* _Supplied entries_:
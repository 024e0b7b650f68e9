//! Collections loaded from content directories.

use std::fs;

use attic_content::{Collection, Recipe};
use tempfile::TempDir;

fn write(dir: &TempDir, name: &str, contents: &[u8]) {
    fs::write(dir.path().join(name), contents).unwrap();
}

fn recipe_dir() -> TempDir {
    let dir = TempDir::new().unwrap();
    write(
        &dir,
        "pancakes.md",
        b"---\ntitle: Pancakes\ndate: 2024-02-13\ntags: [Dessert, breakfast]\n---\nFry.",
    );
    write(
        &dir,
        "frangipane.md",
        b"---\ntitle: Frangipane\ndate: 2024-06-01\ntags: [dessert]\n---\nBake.",
    );
    write(&dir, "broken.md", b"---\ntitle: Broken\n\nno closing line");
    write(&dir, "notes.txt", b"not content");
    fs::create_dir(dir.path().join("drafts")).unwrap();
    fs::write(
        dir.path().join("drafts").join("hidden.md"),
        "---\ntitle: Hidden\n---\nx",
    )
    .unwrap();
    dir
}

#[test]
fn test_load_dir_picks_top_level_markdown() {
    let dir = recipe_dir();
    let recipes: Collection<Recipe> = Collection::load_dir(dir.path()).unwrap();
    let slugs: Vec<&str> = recipes.sources().iter().map(|s| s.slug.as_str()).collect();
    assert_eq!(slugs, vec!["broken", "frangipane", "pancakes"]);
}

#[test]
fn test_listing_survives_malformed_file() {
    let dir = recipe_dir();
    let recipes: Collection<Recipe> = Collection::load_dir(dir.path()).unwrap();
    let all = recipes.all();
    assert_eq!(all.len(), 3);
    // The sentinel is dated today, so it sorts ahead of both recipes.
    let slugs: Vec<&str> = all.iter().map(|p| p.slug.as_str()).collect();
    assert_eq!(slugs, vec!["broken", "frangipane", "pancakes"]);
    assert!(all.iter().any(|p| p.title == "Error: Malformed Post (broken)"));

    let malformed = recipes.malformed();
    assert_eq!(malformed.len(), 1);
    assert_eq!(malformed[0].0, "broken");
}

#[test]
fn test_tags_merge_across_files() {
    let dir = recipe_dir();
    let recipes: Collection<Recipe> = Collection::load_dir(dir.path()).unwrap();
    let tags = recipes.tags();
    assert_eq!(tags.len(), 2);
    assert!(tags.iter().any(|t| t.eq_ignore_ascii_case("dessert")));
    assert_eq!(recipes.by_tag("Dessert"), recipes.by_tag("dessert"));
    assert_eq!(recipes.by_tag("DESSERT").len(), 2);
}

#[test]
fn test_invalid_utf8_read_lossily() {
    let dir = TempDir::new().unwrap();
    write(&dir, "latin1.md", b"---\ntitle: Caf\xe9\n---\nBody");
    let recipes: Collection<Recipe> = Collection::load_dir(dir.path()).unwrap();
    let post = recipes.by_slug("latin1").unwrap();
    assert_eq!(post.title, "Caf\u{fffd}");
}

#[test]
fn test_missing_dir_is_io_error() {
    let dir = TempDir::new().unwrap();
    let missing = dir.path().join("nope");
    let err = Collection::<Recipe>::load_dir(&missing).unwrap_err();
    assert!(matches!(err, attic_core::Error::Io { .. }));
    assert!(err.to_string().contains("nope"));
}

#[test]
fn test_empty_dir() {
    let dir = TempDir::new().unwrap();
    let recipes: Collection<Recipe> = Collection::load_dir(dir.path()).unwrap();
    assert!(recipes.is_empty());
    assert!(recipes.all().is_empty());
    assert!(recipes.tags().is_empty());
}

// `/proc/self/mem` is a regular file whose first page cannot be read.
#[cfg(target_os = "linux")]
#[test]
fn test_unreadable_file_does_not_hide_siblings() {
    let dir = TempDir::new().unwrap();
    write(
        &dir,
        "good.md",
        b"---\ntitle: Good\ndate: 2024-02-13\ntags: [dinner]\n---\nCook.",
    );
    std::os::unix::fs::symlink("/proc/self/mem", dir.path().join("bad.md")).unwrap();

    let recipes: Collection<Recipe> = Collection::load_dir(dir.path()).unwrap();
    let slugs: Vec<String> = recipes.all().into_iter().map(|p| p.slug).collect();
    assert_eq!(slugs, vec!["good"]);
    assert_eq!(recipes.tags(), vec!["dinner"]);
    assert_eq!(recipes.len(), 2);

    assert_eq!(recipes.unreadable().len(), 1);
    assert_eq!(recipes.unreadable()[0].0, "bad");

    let malformed = recipes.malformed();
    assert_eq!(malformed.len(), 1);
    assert_eq!(malformed[0].0, "bad");
    assert!(matches!(
        malformed[0].1,
        attic_core::Error::MalformedDocument { .. }
    ));
    assert!(malformed[0].1.to_string().contains("bad.md"));
}
//! Content commands: list, show, tags, check, pending.
//!
//! Each command builds its output as a `String` so the formatting can be
//! tested without capturing stdout; [`run`] prints it.

use std::fmt::Write as _;
use std::path::Path;
use std::process::ExitCode;

use anyhow::{Context, Result};
use attic_content::post::PostKind;
use attic_content::{Article, Collection, Normalizer, Post, Recipe, scale_ingredients};
use attic_core::{AtticConfig, Error, RenderConfig};

use crate::cli::{Args, Command, ContentCommand, Kind};
use crate::config_handlers::handle_config_command;
use crate::logging;

// ============================================================================
// Entry point
// ============================================================================

/// Run a parsed command line.
pub fn run(args: Args) -> Result<ExitCode> {
    let Args {
        config: config_path,
        verbose,
        content_dir,
        command,
    } = args;

    match command {
        Command::Config { action } => {
            logging::init(verbose, None);
            handle_config_command(config_path.as_deref(), action)?;
            Ok(ExitCode::SUCCESS)
        }
        Command::Content(command) => {
            let mut config = AtticConfig::load(config_path.as_deref())
                .context("Failed to load configuration")?;
            logging::init(verbose, Some(config.logging.level.as_str()));
            if let Some(root) = content_dir {
                config.content.blog_dir = root.join(Kind::Blog.dir_name());
                config.content.recipes_dir = root.join(Kind::Recipes.dir_name());
            }
            tracing::debug!(
                blog = %config.content.blog_dir.display(),
                recipes = %config.content.recipes_dir.display(),
                "Resolved content directories"
            );
            run_content(command, &config)
        }
    }
}

/// Run a content command against resolved configuration.
pub fn run_content(command: ContentCommand, config: &AtticConfig) -> Result<ExitCode> {
    let render = &config.render;
    let output = match command {
        ContentCommand::List { kind, tag, json } => {
            let dir = kind.dir(&config.content);
            match kind {
                Kind::Blog => list::<Article>(dir, render, tag.as_deref(), json)?,
                Kind::Recipes => list::<Recipe>(dir, render, tag.as_deref(), json)?,
            }
        }
        ContentCommand::Show {
            slug,
            kind,
            html,
            json,
            scale,
        } => {
            let format = ShowFormat::from_flags(html, json);
            let dir = kind.dir(&config.content);
            match kind {
                Kind::Blog => show::<Article>(dir, render, &slug, format, scale)?,
                Kind::Recipes => show::<Recipe>(dir, render, &slug, format, scale)?,
            }
        }
        ContentCommand::Tags { kind } => {
            let dir = kind.dir(&config.content);
            match kind {
                Kind::Blog => tags::<Article>(dir, render)?,
                Kind::Recipes => tags::<Recipe>(dir, render)?,
            }
        }
        ContentCommand::Pending { kind, json } => {
            let dir = kind.dir(&config.content);
            match kind {
                Kind::Blog => pending::<Article>(dir, render, json)?,
                Kind::Recipes => pending::<Recipe>(dir, render, json)?,
            }
        }
        ContentCommand::Check { kind } => {
            let kinds = kind.map_or(Kind::ALL.to_vec(), |k| vec![k]);
            let report = check(&kinds, config)?;
            print!("{}", report.output);
            return Ok(if report.malformed == 0 {
                ExitCode::SUCCESS
            } else {
                ExitCode::FAILURE
            });
        }
    };

    print!("{output}");
    Ok(ExitCode::SUCCESS)
}

// ============================================================================
// Helpers
// ============================================================================

/// Load a collection with the configured render settings.
pub fn open<K: PostKind>(dir: &Path, render: &RenderConfig) -> Result<Collection<K>> {
    let collection = Collection::<K>::load_dir(dir)
        .with_context(|| format!("Failed to load {} content", K::NAME))?;
    Ok(collection.with_normalizer(Normalizer::from_config(render)))
}

/// One line per post: date, slug, title, tags.
pub fn format_listing<K: PostKind>(posts: &[Post<K>]) -> Result<String> {
    let width = posts.iter().map(|p| p.slug.len()).max().unwrap_or(0);
    let mut out = String::new();
    for post in posts {
        write!(out, "{}  {:<width$}  {}", post.date, post.slug, post.title)?;
        if !post.tags.is_empty() {
            write!(out, "  [{}]", post.tags.join(", "))?;
        }
        out.push('\n');
    }
    Ok(out)
}

fn to_json<T: serde::Serialize + ?Sized>(value: &T) -> Result<String> {
    let mut json = serde_json::to_string_pretty(value).context("Failed to serialize JSON")?;
    json.push('\n');
    Ok(json)
}

// ============================================================================
// list / pending
// ============================================================================

/// `attic list`: every post newest first, optionally filtered by tag.
pub fn list<K: PostKind>(
    dir: &Path,
    render: &RenderConfig,
    tag: Option<&str>,
    json: bool,
) -> Result<String> {
    let collection = open::<K>(dir, render)?;
    let posts = match tag {
        Some(tag) => collection.by_tag(tag),
        None => collection.all(),
    };
    tracing::info!(count = posts.len(), kind = K::NAME, "Listing posts");

    if json {
        to_json(&posts)
    } else {
        format_listing(&posts)
    }
}

/// `attic pending`: well-formed posts without a share reference.
pub fn pending<K: PostKind>(dir: &Path, render: &RenderConfig, json: bool) -> Result<String> {
    let posts = open::<K>(dir, render)?.unshared();
    if json {
        to_json(&posts)
    } else if posts.is_empty() {
        Ok("Nothing pending.\n".to_string())
    } else {
        format_listing(&posts)
    }
}

// ============================================================================
// show
// ============================================================================

/// Output format for `attic show`.
#[derive(Debug, Clone, Copy, PartialEq, Eq)]
pub enum ShowFormat {
    /// Metadata header followed by the Markdown body.
    Text,
    /// Rendered HTML body only.
    Html,
    /// The full post record.
    Json,
}

impl ShowFormat {
    /// Pick the format from the `--html` / `--json` flags.
    pub fn from_flags(html: bool, json: bool) -> Self {
        match (html, json) {
            (true, _) => Self::Html,
            (_, true) => Self::Json,
            _ => Self::Text,
        }
    }
}

/// Kind-specific lines in `attic show` text output.
pub trait ShowDetails: PostKind {
    /// Rewrite the kind-specific fields for a scale factor.
    fn scale(_extra: &mut Self::Extra, _factor: f64) {}

    /// Lines describing the kind-specific fields.
    fn detail_lines(extra: &Self::Extra) -> Vec<String>;
}

impl ShowDetails for Article {
    fn detail_lines(extra: &Self::Extra) -> Vec<String> {
        vec![format!("AI contributions: {}", extra.ai_contributions)]
    }
}

impl ShowDetails for Recipe {
    fn scale(extra: &mut Self::Extra, factor: f64) {
        extra.ingredients = scale_ingredients(&extra.ingredients, factor);
        extra.servings = extra.servings.map(|servings| servings * factor);
    }

    fn detail_lines(extra: &Self::Extra) -> Vec<String> {
        let mut lines = Vec::new();
        if let Some(servings) = extra.servings {
            lines.push(format!("Servings: {servings}"));
        }
        if !extra.ingredients.is_empty() {
            lines.push("Ingredients:".to_string());
            lines.extend(extra.ingredients.iter().map(|i| format!("  - {i}")));
        }
        lines
    }
}

/// `attic show`: one post by slug.
pub fn show<K: ShowDetails>(
    dir: &Path,
    render: &RenderConfig,
    slug: &str,
    format: ShowFormat,
    scale: Option<f64>,
) -> Result<String> {
    let mut post = open::<K>(dir, render)?
        .by_slug(slug)
        .ok_or_else(|| Error::not_found(K::NAME, slug))?;

    if let Some(factor) = scale {
        if !(factor.is_finite() && factor > 0.0) {
            anyhow::bail!("Scale factor must be a positive number, got {factor}");
        }
        K::scale(&mut post.extra, factor);
    }

    match format {
        ShowFormat::Html => Ok(format!("{}\n", post.html.trim())),
        ShowFormat::Json => to_json(&post),
        ShowFormat::Text => format_post(&post),
    }
}

/// Metadata header, kind-specific details, then the Markdown body.
pub fn format_post<K: ShowDetails>(post: &Post<K>) -> Result<String> {
    let mut out = String::new();
    writeln!(out, "Title: {}", post.title)?;
    writeln!(out, "Slug: {}", post.slug)?;
    writeln!(out, "Date: {}", post.date)?;
    if !post.excerpt.is_empty() {
        writeln!(out, "Excerpt: {}", post.excerpt)?;
    }
    if !post.tags.is_empty() {
        writeln!(out, "Tags: {}", post.tags.join(", "))?;
    }
    writeln!(out, "Reading time: {} min", post.reading_time)?;
    if let Some(uri) = &post.share_reference {
        writeln!(out, "Shared: {uri}")?;
    }
    for line in K::detail_lines(&post.extra) {
        writeln!(out, "{line}")?;
    }
    writeln!(out, "\n{}", post.content)?;
    Ok(out)
}

// ============================================================================
// tags
// ============================================================================

/// `attic tags`: every tag with the number of posts carrying it.
pub fn tags<K: PostKind>(dir: &Path, render: &RenderConfig) -> Result<String> {
    let posts = open::<K>(dir, render)?.all();
    let mut out = String::new();
    for tag in attic_content::aggregate_tags(&posts) {
        let count = posts.iter().filter(|post| post.has_tag(&tag)).count();
        writeln!(out, "{tag} ({count})")?;
    }
    Ok(out)
}

// ============================================================================
// check
// ============================================================================

/// Result of `attic check`.
#[derive(Debug, Clone, PartialEq, Eq)]
pub struct CheckReport {
    /// Human-readable report.
    pub output: String,
    /// Documents checked.
    pub total: usize,
    /// Documents that failed to normalize.
    pub malformed: usize,
}

/// `attic check`: report every malformed document in the given collections.
pub fn check(kinds: &[Kind], config: &AtticConfig) -> Result<CheckReport> {
    let mut output = String::new();
    let mut total = 0;
    let mut malformed = 0;

    for kind in kinds {
        let dir = kind.dir(&config.content);
        let problems = match kind {
            Kind::Blog => {
                let collection = open::<Article>(dir, &config.render)?;
                total += collection.len();
                collection.malformed()
            }
            Kind::Recipes => {
                let collection = open::<Recipe>(dir, &config.render)?;
                total += collection.len();
                collection.malformed()
            }
        };
        for (slug, error) in &problems {
            writeln!(output, "{}/{slug}: {error}", kind.dir_name())?;
        }
        malformed += problems.len();
    }

    if malformed == 0 {
        writeln!(output, "All {total} document(s) OK")?;
    } else {
        writeln!(output, "{malformed} of {total} document(s) malformed")?;
    }

    Ok(CheckReport {
        output,
        total,
        malformed,
    })
}

// ============================================================================
// Tests
// ============================================================================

* _What you have to do_:
Set down precisely the lines above between the line holding "let kinds = kind.map_or(Kind::ALL.to_vec(), |k|" and the line holding "configured render settings.", inclusive, and nothing beyond them.

* _Task solution_:
            let kinds = kind.map_or(Kind::ALL.to_vec(), |k| vec![k]);
            let report = check(&kinds, config)?;
            print!("{}", report.output);
            return Ok(if report.malformed == 0 {
                ExitCode::SUCCESS
            } else {
                ExitCode::FAILURE
            });
        }
    };

    print!("{output}");
    Ok(ExitCode::SUCCESS)
}

// ============================================================================
// Helpers
// ============================================================================

/// Load a collection with the configured render settings.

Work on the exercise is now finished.